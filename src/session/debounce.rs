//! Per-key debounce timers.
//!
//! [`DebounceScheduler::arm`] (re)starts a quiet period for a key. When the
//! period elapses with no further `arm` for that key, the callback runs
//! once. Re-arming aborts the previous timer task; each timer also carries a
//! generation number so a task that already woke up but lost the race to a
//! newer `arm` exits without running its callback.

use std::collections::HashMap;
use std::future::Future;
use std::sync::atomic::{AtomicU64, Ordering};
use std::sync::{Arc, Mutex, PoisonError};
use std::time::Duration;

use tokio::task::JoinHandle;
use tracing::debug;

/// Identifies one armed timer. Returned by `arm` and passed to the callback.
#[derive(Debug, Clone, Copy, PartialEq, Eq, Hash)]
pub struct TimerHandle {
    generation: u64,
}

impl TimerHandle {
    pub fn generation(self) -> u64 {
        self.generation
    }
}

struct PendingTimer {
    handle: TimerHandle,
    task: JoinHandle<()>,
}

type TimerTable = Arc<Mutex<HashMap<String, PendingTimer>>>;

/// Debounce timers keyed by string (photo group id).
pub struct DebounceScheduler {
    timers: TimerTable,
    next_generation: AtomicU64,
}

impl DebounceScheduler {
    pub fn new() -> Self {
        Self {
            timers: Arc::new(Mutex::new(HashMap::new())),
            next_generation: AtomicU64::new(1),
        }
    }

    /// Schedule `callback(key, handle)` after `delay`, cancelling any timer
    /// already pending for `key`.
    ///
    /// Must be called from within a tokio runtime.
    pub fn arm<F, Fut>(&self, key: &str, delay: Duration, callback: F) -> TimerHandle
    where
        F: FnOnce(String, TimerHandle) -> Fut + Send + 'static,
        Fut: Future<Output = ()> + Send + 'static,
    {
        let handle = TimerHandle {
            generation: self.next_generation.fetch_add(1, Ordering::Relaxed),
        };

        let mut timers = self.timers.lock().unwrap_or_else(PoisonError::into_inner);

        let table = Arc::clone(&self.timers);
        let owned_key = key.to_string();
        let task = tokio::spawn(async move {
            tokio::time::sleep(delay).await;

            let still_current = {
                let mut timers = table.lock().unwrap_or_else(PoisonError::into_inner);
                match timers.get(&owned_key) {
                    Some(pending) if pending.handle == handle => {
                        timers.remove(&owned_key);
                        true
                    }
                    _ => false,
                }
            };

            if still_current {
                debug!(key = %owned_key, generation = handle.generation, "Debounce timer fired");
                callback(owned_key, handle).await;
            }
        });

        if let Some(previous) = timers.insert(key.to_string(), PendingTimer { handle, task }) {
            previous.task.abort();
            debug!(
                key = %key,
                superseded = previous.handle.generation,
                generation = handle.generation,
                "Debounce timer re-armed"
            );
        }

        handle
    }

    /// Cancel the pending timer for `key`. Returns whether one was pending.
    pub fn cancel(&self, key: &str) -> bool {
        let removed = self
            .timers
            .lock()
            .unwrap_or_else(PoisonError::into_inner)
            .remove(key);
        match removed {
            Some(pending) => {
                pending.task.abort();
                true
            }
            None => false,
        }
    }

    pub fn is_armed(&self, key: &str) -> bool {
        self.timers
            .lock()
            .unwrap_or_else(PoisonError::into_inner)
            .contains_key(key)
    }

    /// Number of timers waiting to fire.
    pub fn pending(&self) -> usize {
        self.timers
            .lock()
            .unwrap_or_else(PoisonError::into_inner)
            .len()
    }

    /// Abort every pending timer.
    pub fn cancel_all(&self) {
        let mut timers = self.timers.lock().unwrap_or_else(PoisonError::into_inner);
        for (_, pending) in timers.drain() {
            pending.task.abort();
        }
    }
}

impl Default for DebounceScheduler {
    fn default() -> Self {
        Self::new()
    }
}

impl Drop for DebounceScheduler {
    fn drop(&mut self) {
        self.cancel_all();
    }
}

------------------------------------------------------------

• _Required action_
Retype the first line of the entries and every line after it, please, through the line that contains "also carries a". Add nothing.

• _Problem solution_
filename src/session/debounce.rs
//! Per-key debounce timers.
//!
//! [`DebounceScheduler::arm`] (re)starts a quiet period for a key. When the
//! period elapses with no further `arm` for that key, the callback runs
//! once. Re-arming aborts the previous timer task; each timer also carries a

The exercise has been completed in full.